The first article, by Nataliya Venger, takes us back to the 1830s and 1840s when the reformer Johann Cornies was at the apex of his power within the colonies. She highlights the involvement of officials from St. Petersburg in the development of agriculture throughout the empire, including in Mennonite colonies, showing how Mennonites were co-opted into the reformist agenda of the tsarist state. The “Crown Trainees Project,” which empowered Cornies to train youths from surrounding Ukrainian, Russian, and Nogai communities in agricultural methods, facilitated new interactions, sometimes positive, sometimes negative, between Mennonites and their neighbours. This article demonstrates how the legal categories (or social estates) of serf, state peasant, and colonist (which included Mennonites) created hierarchies, which theoretically were eliminated with the reforms of the 1860s, but whose legacies lingered until the revolution of 1917.
The next article, by Cornelius Fast (1840-1927), I discovered by happenstance in the Mennonite Heritage Archives. Fast, a member of the Kleine Gemeinde who worked as a carpenter and a teacher in the Borosenko colony before joining the migration to Canada in 1874, recalled the death of his father from an unexploded bomb from the Crimean War (1853-1856) in the southern section of the Molotschna colony. His description reminds us of the proximity of certain Mennonite communities to the battlefield as the Russian empire fought British, French, and Ottoman troops on the Crimean Peninsula. Mennonite contributions to the Crimean War would later be cited by Minister of War Dmitrii Miliutin to question the refusal of some Mennonites to accept the option of alternative service, in light of the heroic feats they performed transporting supplies to the front and carrying the wounded back, over five thousand of whom were treated within the colonies.3 Reference to this past service hit a nerve in some communities, prompting certain leaders to apologize to the government for the sinfulness of their service in this war, likely causing more than a few raised eyebrows from state officials.4
After the humiliation of defeat in the Crimean War and the death of Tsar Nicholas I, the tsarist regime, under its new emperor, Alexander II, embarked on a series of reforms that spanned just over a decade. The most significant of these, the emancipation of the serfs (1861) and of state peasants (1866), alluded to by Venger in her article, had been on the minds of tsarist officials for decades. In the aftermath of this momentous change, Mennonites, particularly in Chortitza, as well as the Kleine Gemeinde in Molotschna, seized the opportunity to address issues of landlessness in their community by buying or leasing the estates of Russian nobles who could no longer rely on the labour of their former serfs.

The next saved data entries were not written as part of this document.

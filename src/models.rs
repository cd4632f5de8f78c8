//! Data models for the bioreactor sensor pipeline.

use std::collections::BTreeMap;

use chrono::NaiveDateTime;
use serde::{Deserialize, Serialize};

// ---

/// One raw record as produced by a source reader.
///
/// No schema is enforced by producers; the validator is the only gatekeeper.
pub type RawRecord = serde_json::Map<String, serde_json::Value>;

/// An ordered group of raw records produced by a source reader in one step.
pub type Batch = Vec<RawRecord>;

/// Full per-sensor result mapping at a point in time.
pub type Snapshot = BTreeMap<String, SensorSummary>;

/// A reading that passed validation and whose timestamp parsed.
///
/// Produced and immediately folded by the aggregator, never stored.
#[derive(Debug, Clone, PartialEq)]
pub struct Reading<'a> {
    // ---
    pub sensor_id: &'a str,
    pub timestamp: &'a str,
    pub recorded_at: NaiveDateTime,
    pub ph_value: f64,
    pub temperature: f64,
}

/// Aggregated result for one sensor.
#[derive(Debug, Clone, PartialEq, Serialize, Deserialize)]
pub struct SensorSummary {
    // ---
    pub avg_ph: f64,
    pub anomaly_count: u64,
    pub latest_timestamp: String,
}

impl SensorSummary {
    // ---
    /// `(avg_ph, anomaly_count, latest_timestamp)`
    pub fn to_tuple(&self) -> (f64, u64, &str) {
        (self.avg_ph, self.anomaly_count, &self.latest_timestamp)
    }
}
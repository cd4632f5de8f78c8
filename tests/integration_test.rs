use anyhow::Result;
use bioreactor_sensorflow::{routes, Config, IngestConfig, SensorSummary};
use reqwest::{Client, StatusCode};
use serde::Deserialize;
use std::collections::BTreeMap;

mod common;
use common::{assert_close, fixture_path, spawn};

// ---

#[derive(Debug, Deserialize)]
struct SummaryBody {
    run_id: uuid::Uuid,
    sensors: BTreeMap<String, SensorSummary>,
}

#[derive(Debug, Deserialize)]
struct StreamBody {
    snapshots: Vec<BTreeMap<String, SensorSummary>>,
    error: Option<String>,
}

#[derive(Debug, Deserialize)]
struct ErrorBody {
    error: String,
}

async fn start_service(source: String) -> String {
    // ---
    let config = Config {
        source,
        listen_port: 0,
        ingest: IngestConfig::default(),
    };
    spawn(routes::router(config)).await
}

fn fixture_source() -> String {
    fixture_path().to_string_lossy().into_owned()
}

#[tokio::test]
async fn health_endpoint_ok() -> Result<()> {
    // ---
    let base = start_service(fixture_source()).await;
    let body: serde_json::Value = Client::new()
        .get(format!("{base}/health"))
        .send()
        .await?
        .json()
        .await?;

    assert_eq!(body["status"], "ok");
    Ok(())
}

#[tokio::test]
async fn summary_endpoint_aggregates_source() -> Result<()> {
    // ---
    let base = start_service(fixture_source()).await;
    let response = Client::new().get(format!("{base}/summary")).send().await?;
    assert_eq!(response.status(), StatusCode::OK);

    let body: SummaryBody = response.json().await?;
    assert!(!body.run_id.is_nil());
    assert_eq!(body.sensors.len(), 3);

    let bio1 = &body.sensors["BioR1"];
    assert_close(bio1.avg_ph, (7.2 + 7.1 + 7.3) / 3.0);
    assert_eq!(bio1.anomaly_count, 1);
    assert_eq!(bio1.latest_timestamp, "2025-08-16 14:30");
    Ok(())
}

#[tokio::test]
async fn stream_endpoint_returns_snapshot_per_batch() -> Result<()> {
    // ---
    let base = start_service(fixture_source()).await;
    let body: StreamBody = Client::new()
        .get(format!("{base}/summary/stream?batch_size=4"))
        .send()
        .await?
        .json()
        .await?;

    assert!(body.error.is_none());
    assert_eq!(body.snapshots.len(), 3);
    assert_eq!(body.snapshots.last().map(|s| s.len()), Some(3));
    Ok(())
}

#[tokio::test]
async fn zero_batch_size_is_rejected() -> Result<()> {
    // ---
    let base = start_service(fixture_source()).await;
    let response = Client::new()
        .get(format!("{base}/summary?batch_size=0"))
        .send()
        .await?;

    assert_eq!(response.status(), StatusCode::BAD_REQUEST);
    let body: ErrorBody = response.json().await?;
    assert!(body.error.contains("batch_size"));
    Ok(())
}

#[tokio::test]
async fn unrecognized_source_is_a_bad_request() -> Result<()> {
    // ---
    let base = start_service("mystery-source".to_string()).await;
    let response = Client::new().get(format!("{base}/summary")).send().await?;

    assert_eq!(response.status(), StatusCode::BAD_REQUEST);
    let body: ErrorBody = response.json().await?;
    assert!(body.error.contains("mystery-source"));
    Ok(())
}

#[tokio::test]
async fn missing_source_file_is_a_bad_gateway() -> Result<()> {
    // ---
    let dir = tempfile::tempdir()?;
    let missing = dir.path().join("gone.jsonl");
    let base = start_service(missing.to_string_lossy().into_owned()).await;
    let response = Client::new().get(format!("{base}/summary")).send().await?;

    assert_eq!(response.status(), StatusCode::BAD_GATEWAY);
    Ok(())
}
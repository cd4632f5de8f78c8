#![allow(dead_code)]

use std::io::Write;
use std::path::{Path, PathBuf};

use axum::Router;
use tempfile::NamedTempFile;

// ---

/// Path of the shared ten-line fixture.
pub fn fixture_path() -> PathBuf {
    Path::new(env!("CARGO_MANIFEST_DIR")).join("tests/data/bioreactor_readings.jsonl")
}

/// A `.jsonl` temp file holding `bytes`, removed when dropped.
pub fn jsonl_file(bytes: &[u8]) -> NamedTempFile {
    // ---
    let mut file = tempfile::Builder::new()
        .prefix("sensorflow-")
        .suffix(".jsonl")
        .tempfile()
        .expect("create temp file");
    file.write_all(bytes).expect("write temp file");
    file.flush().expect("flush temp file");
    file
}

pub fn jsonl_lines(lines: &[&str]) -> NamedTempFile {
    jsonl_file(lines.join("\n").as_bytes())
}

/// Source descriptor for a temp file.
pub fn descriptor(file: &NamedTempFile) -> String {
    file.path().to_string_lossy().into_owned()
}

/// Serve `app` on an ephemeral local port and return its base URL.
pub async fn spawn(app: Router) -> String {
    // ---
    let listener = tokio::net::TcpListener::bind("127.0.0.1:0")
        .await
        .expect("bind ephemeral port");
    let addr = listener.local_addr().expect("local addr");

    tokio::spawn(async move {
        axum::serve(listener, app).await.expect("serve test app");
    });

    format!("http://{addr}")
}

pub fn assert_close(actual: f64, expected: f64) {
    assert!(
        (actual - expected).abs() < 1e-9,
        "expected {expected}, got {actual}"
    );
}
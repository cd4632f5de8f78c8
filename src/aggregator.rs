//! Single-pass validation and aggregation of sensor readings.
//!
//! The [`Aggregator`] keeps one running [`SensorState`] per sensor id and
//! folds batches into it as they arrive, so a source can be summarized in
//! one pass regardless of its size. It is not synchronized; callers sharing
//! one instance across tasks must serialize access themselves.

use std::collections::HashMap;

use chrono::NaiveDateTime;

use crate::models::{RawRecord, Reading, SensorSummary, Snapshot};
use crate::validation::validate_reading;

// ---

/// The only timestamp layout accepted at fold time.
pub const TIMESTAMP_FORMAT: &str = "%Y-%m-%d %H:%M";

/// Temperatures strictly below this count as anomalies.
pub const TEMPERATURE_LOW: f64 = 20.0;

/// Temperatures strictly above this count as anomalies.
pub const TEMPERATURE_HIGH: f64 = 40.0;

/// Whether a temperature lies outside the exclusive `[20.0, 40.0]` band.
pub fn is_temperature_anomaly(temperature: f64) -> bool {
    temperature > TEMPERATURE_HIGH || temperature < TEMPERATURE_LOW
}

/// Running totals for one sensor.
#[derive(Debug, Clone, Default, PartialEq)]
pub struct SensorState {
    // ---
    pub ph_sum: f64,
    pub ph_count: u64,
    pub anomaly_count: u64,
    /// Parsed instant and original string of the latest reading.
    pub latest: Option<(NaiveDateTime, String)>,
}

impl SensorState {
    // ---
    /// Fold one reading into the running totals.
    pub fn fold(&mut self, reading: &Reading<'_>) {
        // ---
        self.ph_sum += reading.ph_value;
        self.ph_count += 1;

        if is_temperature_anomaly(reading.temperature) {
            self.anomaly_count += 1;
        }

        // Equal instants keep the reading folded first
        let newer = match &self.latest {
            Some((current, _)) => reading.recorded_at > *current,
            None => true,
        };
        if newer {
            self.latest = Some((reading.recorded_at, reading.timestamp.to_string()));
        }
    }

    /// Combine another sensor's totals into this one. Ties keep `self`.
    fn absorb(&mut self, other: SensorState) {
        // ---
        self.ph_sum += other.ph_sum;
        self.ph_count += other.ph_count;
        self.anomaly_count += other.anomaly_count;

        if let Some((instant, raw)) = other.latest {
            if self.latest.as_ref().map_or(true, |(current, _)| instant > *current) {
                self.latest = Some((instant, raw));
            }
        }
    }

    pub fn avg_ph(&self) -> f64 {
        // ---
        if self.ph_count > 0 {
            self.ph_sum / self.ph_count as f64
        } else {
            0.0
        }
    }

    fn summary(&self) -> SensorSummary {
        // ---
        SensorSummary {
            avg_ph: self.avg_ph(),
            anomaly_count: self.anomaly_count,
            latest_timestamp: self
                .latest
                .as_ref()
                .map(|(_, raw)| raw.clone())
                .unwrap_or_default(),
        }
    }
}

/// Validates raw records and maintains per-sensor aggregates across batches.
#[derive(Debug, Default)]
pub struct Aggregator {
    sensors: HashMap<String, SensorState>,
}

impl Aggregator {
    // ---
    pub fn new() -> Self {
        Self::default()
    }

    /// Validate and fold every record of `chunk`, in order.
    ///
    /// Invalid records and records whose timestamp does not match
    /// [`TIMESTAMP_FORMAT`] are skipped silently.
    pub fn process_chunk(&mut self, chunk: &[RawRecord]) {
        // ---
        for record in chunk {
            if !validate_reading(record) {
                continue;
            }
            let Some(reading) = parse_reading(record) else {
                continue;
            };

            self.sensors
                .entry(reading.sensor_id.to_string())
                .or_default()
                .fold(&reading);
        }
    }

    /// Current per-sensor results, computed fresh on every call.
    pub fn get_results(&self) -> Snapshot {
        // ---
        self.sensors
            .iter()
            .filter(|(_, state)| state.ph_count > 0)
            .map(|(id, state)| (id.clone(), state.summary()))
            .collect()
    }

    /// Fold another aggregator's state into this one.
    ///
    /// On equal latest timestamps the value already held here is kept.
    pub fn merge(&mut self, other: Aggregator) {
        // ---
        for (id, state) in other.sensors {
            self.sensors.entry(id).or_default().absorb(state);
        }
    }

    /// Drop all per-sensor state.
    pub fn reset(&mut self) {
        self.sensors.clear();
    }

    pub fn state(&self, sensor_id: &str) -> Option<&SensorState> {
        self.sensors.get(sensor_id)
    }

    pub fn sensor_count(&self) -> usize {
        self.sensors.len()
    }

    pub fn is_empty(&self) -> bool {
        self.sensors.is_empty()
    }
}

/// Summarize a single group of records with a fresh aggregator.
pub fn summarize(records: &[RawRecord]) -> Snapshot {
    // ---
    let mut aggregator = Aggregator::new();
    aggregator.process_chunk(records);
    aggregator.get_results()
}

/// Extract a typed reading from a record that already passed validation.
/// `None` when the timestamp does not parse.
fn parse_reading(record: &RawRecord) -> Option<Reading<'_>> {
    // ---
    let sensor_id = record.get("sensor_id")?.as_str()?;
    let timestamp = record.get("timestamp")?.as_str()?;
    if !has_timestamp_shape(timestamp) {
        return None;
    }
    let recorded_at = NaiveDateTime::parse_from_str(timestamp, TIMESTAMP_FORMAT).ok()?;

    Some(Reading {
        sensor_id,
        timestamp,
        recorded_at,
        ph_value: record.get("ph_value")?.as_f64()?,
        temperature: record.get("temperature")?.as_f64()?,
    })
}

/// Layout check run before chrono, which tolerates signs, leading
/// whitespace and a missing date/time separator.
///
/// Accepts `DDDD-D[D]-D[D]<whitespace>D[D]:D[D]` and nothing else.
fn has_timestamp_shape(raw: &str) -> bool {
    // ---
    fn digits(part: &str, min: usize, max: usize) -> bool {
        (min..=max).contains(&part.len()) && part.bytes().all(|b| b.is_ascii_digit())
    }

    let Some((date, time)) = raw.split_once(|c: char| c.is_ascii_whitespace()) else {
        return false;
    };
    let time = time.trim_start_matches(|c: char| c.is_ascii_whitespace());

    let date: Vec<&str> = date.split('-').collect();
    let time: Vec<&str> = time.split(':').collect();

    match (date.as_slice(), time.as_slice()) {
        ([year, month, day], [hour, minute]) => {
            digits(year, 4, 4)
                && digits(month, 1, 2)
                && digits(day, 1, 2)
                && digits(hour, 1, 2)
                && digits(minute, 1, 2)
        }
        _ => false,
    }
}
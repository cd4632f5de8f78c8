//! Source readers: producers of raw-record batches.
//!
//! Three interchangeable readers share one capability: open a source
//! descriptor, then pull batches of at most `batch_size` records until the
//! source is exhausted. Which reader handles a descriptor is decided by
//! [`detect_source_kind`]; [`SourceReader`] dispatches to it.

use std::path::Path;

use reqwest::Url;
use serde_json::Value;

use crate::config::IngestConfig;
use crate::error::{SourceError, SourceResult};
use crate::models::{Batch, RawRecord};

mod file;
mod http;
mod s3;

pub use file::FileReader;
pub use http::HttpReader;
pub use s3::{parse_object_location, ObjectStoreReader};

// ---

/// File extensions treated as local line-delimited JSON files.
pub const FILE_EXTENSIONS: &[&str] = &["json", "jsonl", "txt", "csv"];

#[derive(Debug, Clone, Copy, PartialEq, Eq)]
pub enum SourceKind {
    File,
    Http,
    ObjectStorage,
}

/// Choose the reader kind for a source descriptor.
///
/// - `http://` / `https://` URLs go to the HTTP reader
/// - `s3://bucket/key` goes to the object storage reader
/// - existing files, or paths with a known extension, go to the file reader
///
/// Anything else is a configuration error.
pub fn detect_source_kind(descriptor: &str) -> SourceResult<SourceKind> {
    // ---
    if let Ok(url) = Url::parse(descriptor) {
        match url.scheme() {
            "http" | "https" => return Ok(SourceKind::Http),
            "s3" => return Ok(SourceKind::ObjectStorage),
            _ => {}
        }
    }

    let path = Path::new(descriptor);
    let known_extension = path
        .extension()
        .and_then(|ext| ext.to_str())
        .is_some_and(|ext| FILE_EXTENSIONS.contains(&ext));

    if known_extension || path.is_file() {
        return Ok(SourceKind::File);
    }

    Err(SourceError::UnrecognizedSource(descriptor.to_string()))
}

/// A reader for one of the supported source kinds.
#[derive(Debug)]
pub enum SourceReader {
    File(FileReader),
    Http(HttpReader),
    ObjectStore(ObjectStoreReader),
}

impl SourceReader {
    // ---
    /// Select and open the reader for `descriptor`.
    ///
    /// Unrecognized descriptors fail before any I/O is attempted.
    pub async fn open(descriptor: &str, config: &IngestConfig) -> SourceResult<Self> {
        // ---
        let kind = detect_source_kind(descriptor)?;
        tracing::debug!("Source '{}' detected as {:?}", descriptor, kind);

        let reader = match kind {
            SourceKind::File => Self::File(FileReader::open(descriptor, config.batch_size).await?),
            SourceKind::Http => Self::Http(HttpReader::new(descriptor, config)?),
            SourceKind::ObjectStorage => Self::ObjectStore(ObjectStoreReader::new(descriptor, config)?),
        };
        Ok(reader)
    }

    pub fn kind(&self) -> SourceKind {
        // ---
        match self {
            Self::File(_) => SourceKind::File,
            Self::Http(_) => SourceKind::Http,
            Self::ObjectStore(_) => SourceKind::ObjectStorage,
        }
    }

    /// Next batch of records, or `None` once the source is exhausted.
    ///
    /// Returned batches are never empty.
    pub async fn next_batch(&mut self) -> SourceResult<Option<Batch>> {
        // ---
        match self {
            Self::File(reader) => reader.next_batch().await,
            Self::Http(reader) => reader.next_batch().await,
            Self::ObjectStore(reader) => reader.next_batch().await,
        }
    }
}

/// Decode one line of a JSON-lines source.
///
/// Blank lines are skipped quietly; malformed JSON and non-object values are
/// skipped with a warning.
pub(crate) fn decode_record_line(line: &str, origin: &str, line_no: usize) -> Option<RawRecord> {
    // ---
    let line = line.trim();
    if line.is_empty() {
        return None;
    }

    match serde_json::from_str::<Value>(line) {
        Ok(Value::Object(record)) => Some(record),
        Ok(other) => {
            tracing::warn!(
                "Skipping non-object JSON value at {}:{}: {}",
                origin,
                line_no,
                other
            );
            None
        }
        Err(e) => {
            tracing::warn!("Error parsing JSON at {}:{}: {} - {}", origin, line_no, e, line);
            None
        }
    }
}
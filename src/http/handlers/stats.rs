use crate::gate::retry_gate::GateSummary;
use crate::gate::stats::OutcomeCount;
use crate::AppState;
use axum::extract::State;
use axum::response::IntoResponse;
use axum::Json;
use serde::Serialize;
use std::collections::BTreeMap;

#[derive(Debug, Serialize)]
pub struct StatsResponse {
    #[serde(flatten)]
    pub gate: GateSummary,
    pub outcomes: BTreeMap<String, BTreeMap<i32, OutcomeCount>>,
    pub generated_at: chrono::DateTime<chrono::Utc>,
}

pub async fn get_stats(State(state): State<AppState>) -> impl IntoResponse {
    let gate = &state.retries_service.gate;
    let resp = StatsResponse {
        gate: gate.summary(),
        outcomes: gate.stats().snapshot(),
        generated_at: chrono::Utc::now(),
    };
    (axum::http::StatusCode::OK, Json(resp)).into_response()
}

The proliferation of Mennonite settlements in the southern Ukrainian lands during the 1860s and early 1870s is significant: Mennonites settled land from seven different estate owners, in addition to creating new villages in the Crimea and in the Kuban province. Not all of these settlements were ideal. The family of Johan F. Toews, for instance, lived in a sod house (semlin) when they first moved to the Markusland settlement, close to Chortitza colony, and Johan recalled his father fighting wolves off their roof with a pitchfork, in a scene that could easily have been replicated on the open prairies of Manitoba a decade later.5
The emancipation of the serfs and state peasants was not the only reform enacted by the regime. The abolishment of the colonist category on June 4, 1871, had several implications for Mennonites who consequently became “settler-proprietors.” First, the former colonists were now under the new administrative structure that had governed peasants since 1861. This converted Chortitza colony into Chortitza district (volost) and divided Molotschna colony into Halbstadt and Gnadenfeld districts. These districts had the added responsibility of administering a district court with a jury system and were to transition from German to Russian in official correspondence. Demographically, Mennonites maintained their majority, although some villages such as Chortitza, Einlage (Kichkas), Halbstadt, and others shifted towards a multi-ethnic composition.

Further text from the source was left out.